My son, Moose was born in late, 2009. He is the most amazing thing I have ever seen in my life. I can't hold him enough or kiss his precious cheeks enough! He owns my heart.
My beautiful boy, Moose ~ July, 2011
But as I always say, life gets in the way of life sometimes and we hit the perfect storm when a wicked case of post pardim depression hit me the same time more court crap came down the line and some family members started causing some issues and before I knew it, I was a pseudo single mom living in a 4 bedroom house with just me and my boy and the dog and cat.
I'm now in the middle of a divorce that's been "put on hold" though depending on the day, I'm not sure why.

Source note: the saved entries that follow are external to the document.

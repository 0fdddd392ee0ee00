//! The logged-in session, persisted as JSON between invocations.
//!
//! The password is kept because every mutating call carries HTTP Basic
//! credentials; the file is written with owner-only permissions on Unix.

use std::path::{Path, PathBuf};

use anyhow::{Context, Result};
use incidencias_core::{auth::Principal, user::UserInfo};
use serde::{Deserialize, Serialize};

#[derive(Debug, Clone, PartialEq, Serialize, Deserialize)]
pub struct Session {
  pub user:     UserInfo,
  pub password: String,
}

impl Session {
  pub fn principal(&self) -> Principal { Principal::from(&self.user) }

  pub fn credentials(&self) -> (String, String) {
    (self.user.username.clone(), self.password.clone())
  }

  /// Read the session at `path`; `None` if nobody is logged in.
  pub fn load(path: &Path) -> Result<Option<Self>> {
    let raw = match std::fs::read_to_string(path) {
      Ok(raw) => raw,
      Err(e) if e.kind() == std::io::ErrorKind::NotFound => return Ok(None),
      Err(e) => return Err(e).with_context(|| format!("reading session {}", path.display())),
    };
    let session = serde_json::from_str(&raw)
      .with_context(|| format!("parsing session {}", path.display()))?;
    Ok(Some(session))
  }

  pub fn save(&self, path: &Path) -> Result<()> {
    if let Some(dir) = path.parent()
      && !dir.as_os_str().is_empty()
    {
      std::fs::create_dir_all(dir)
        .with_context(|| format!("creating session directory {}", dir.display()))?;
    }
    let raw = serde_json::to_string_pretty(self).context("serialising session")?;
    std::fs::write(path, raw).with_context(|| format!("writing session {}", path.display()))?;
    restrict_permissions(path)?;
    tracing::debug!(path = %path.display(), "session saved");
    Ok(())
  }

  /// Remove the session file. Returns whether one existed.
  pub fn clear(path: &Path) -> Result<bool> {
    match std::fs::remove_file(path) {
      Ok(()) => Ok(true),
      Err(e) if e.kind() == std::io::ErrorKind::NotFound => Ok(false),
      Err(e) => Err(e).with_context(|| format!("removing session {}", path.display())),
    }
  }
}

#[cfg(unix)]
fn restrict_permissions(path: &Path) -> Result<()> {
  use std::os::unix::fs::PermissionsExt;
  std::fs::set_permissions(path, std::fs::Permissions::from_mode(0o600))
    .with_context(|| format!("restricting permissions of {}", path.display()))
}

#[cfg(not(unix))]
fn restrict_permissions(_path: &Path) -> Result<()> { Ok(()) }

/// `~/.config/incidencias/session.json`, or `./.incidencias-session.json`
/// when `HOME` is unset.
pub fn default_path() -> PathBuf {
  match std::env::var("HOME") {
    Ok(home) => PathBuf::from(home).join(".config/incidencias/session.json"),
    Err(_) => PathBuf::from(".incidencias-session.json"),
  }
}
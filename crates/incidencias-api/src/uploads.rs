//! The photo upload directory.
//!
//! Files get server-assigned names (`<uuid>.<ext>`) and are served back
//! under [`URL_PREFIX`]. Nothing about the content is checked; the only
//! limit is the request body size.

use std::{
  io,
  path::{Path, PathBuf},
};

use uuid::Uuid;

/// Path prefix under which stored files are served.
pub const URL_PREFIX: &str = "/uploads/";

/// Longest file extension carried over from the client file name.
const MAX_EXTENSION_LEN: usize = 8;

#[derive(Debug, Clone)]
pub struct UploadDir {
  root:      PathBuf,
  max_bytes: usize,
}

impl UploadDir {
  /// Use `root` for uploads, creating it if needed.
  pub async fn create(root: impl Into<PathBuf>, max_bytes: usize) -> io::Result<Self> {
    let root = root.into();
    tokio::fs::create_dir_all(&root).await?;
    Ok(Self { root, max_bytes })
  }

  pub fn root(&self) -> &Path { &self.root }

  /// Largest accepted request body, photo included.
  pub fn max_bytes(&self) -> usize { self.max_bytes }

  /// Write `bytes` under a fresh name and return its retrieval path.
  pub async fn save(&self, original_name: Option<&str>, bytes: &[u8]) -> io::Result<String> {
    let id = Uuid::new_v4();
    let file_name = match extension(original_name) {
      Some(ext) => format!("{id}.{ext}"),
      None => id.to_string(),
    };
    tokio::fs::write(self.root.join(&file_name), bytes).await?;
    tracing::debug!(file = %file_name, size = bytes.len(), "photo stored");
    Ok(format!("{URL_PREFIX}{file_name}"))
  }

  /// Remove the file behind a retrieval path. Failures are only logged.
  pub async fn remove(&self, url: &str) {
    let Some(path) = self.path_for(url) else {
      tracing::warn!(url, "not an upload path, nothing removed");
      return;
    };
    match tokio::fs::remove_file(&path).await {
      Ok(()) => tracing::debug!(url, "photo removed"),
      Err(e) if e.kind() == io::ErrorKind::NotFound => {}
      Err(e) => tracing::warn!(url, error = %e, "could not remove photo"),
    }
  }

  /// Map a retrieval path back to a file inside the upload directory.
  pub fn path_for(&self, url: &str) -> Option<PathBuf> {
    let name = url.strip_prefix(URL_PREFIX)?;
    if name.is_empty() || name.starts_with('.') || name.contains(['/', '\\']) {
      return None;
    }
    Some(self.root.join(name))
  }
}

fn extension(file_name: Option<&str>) -> Option<String> {
  let ext = Path::new(file_name?).extension()?.to_str()?;
  let ok = !ext.is_empty()
    && ext.len() <= MAX_EXTENSION_LEN
    && ext.chars().all(|c| c.is_ascii_alphanumeric());
  ok.then(|| ext.to_ascii_lowercase())
}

I'm making the most of my time alone with my son. Loving every second that I get to be with him. Building my career. And trying to find my way in a life I never wanted to live this way. And honestly, I'm surprisingly happy!
I have had stalkers and rivals who have tried their damnedest to silence me and have me chased off the web but reality is I exist like it or hate it and I will not go away. If you don't like me, don't read me.
I've turned over a new leaf and a adopted a new attitude. I don't give a shit what anyone thinks of me. I'm loud, I'm bold, I'm independent, I have lots of tattoos, I have wild colored hair, I cuss like a sailor and I don't hold my tongue. I spent too many years trying to be a stepford wife because it was what I thought my role was. And for what? So fuck that. This is me and I won't be anyone but myself for any reason or any other person ever again.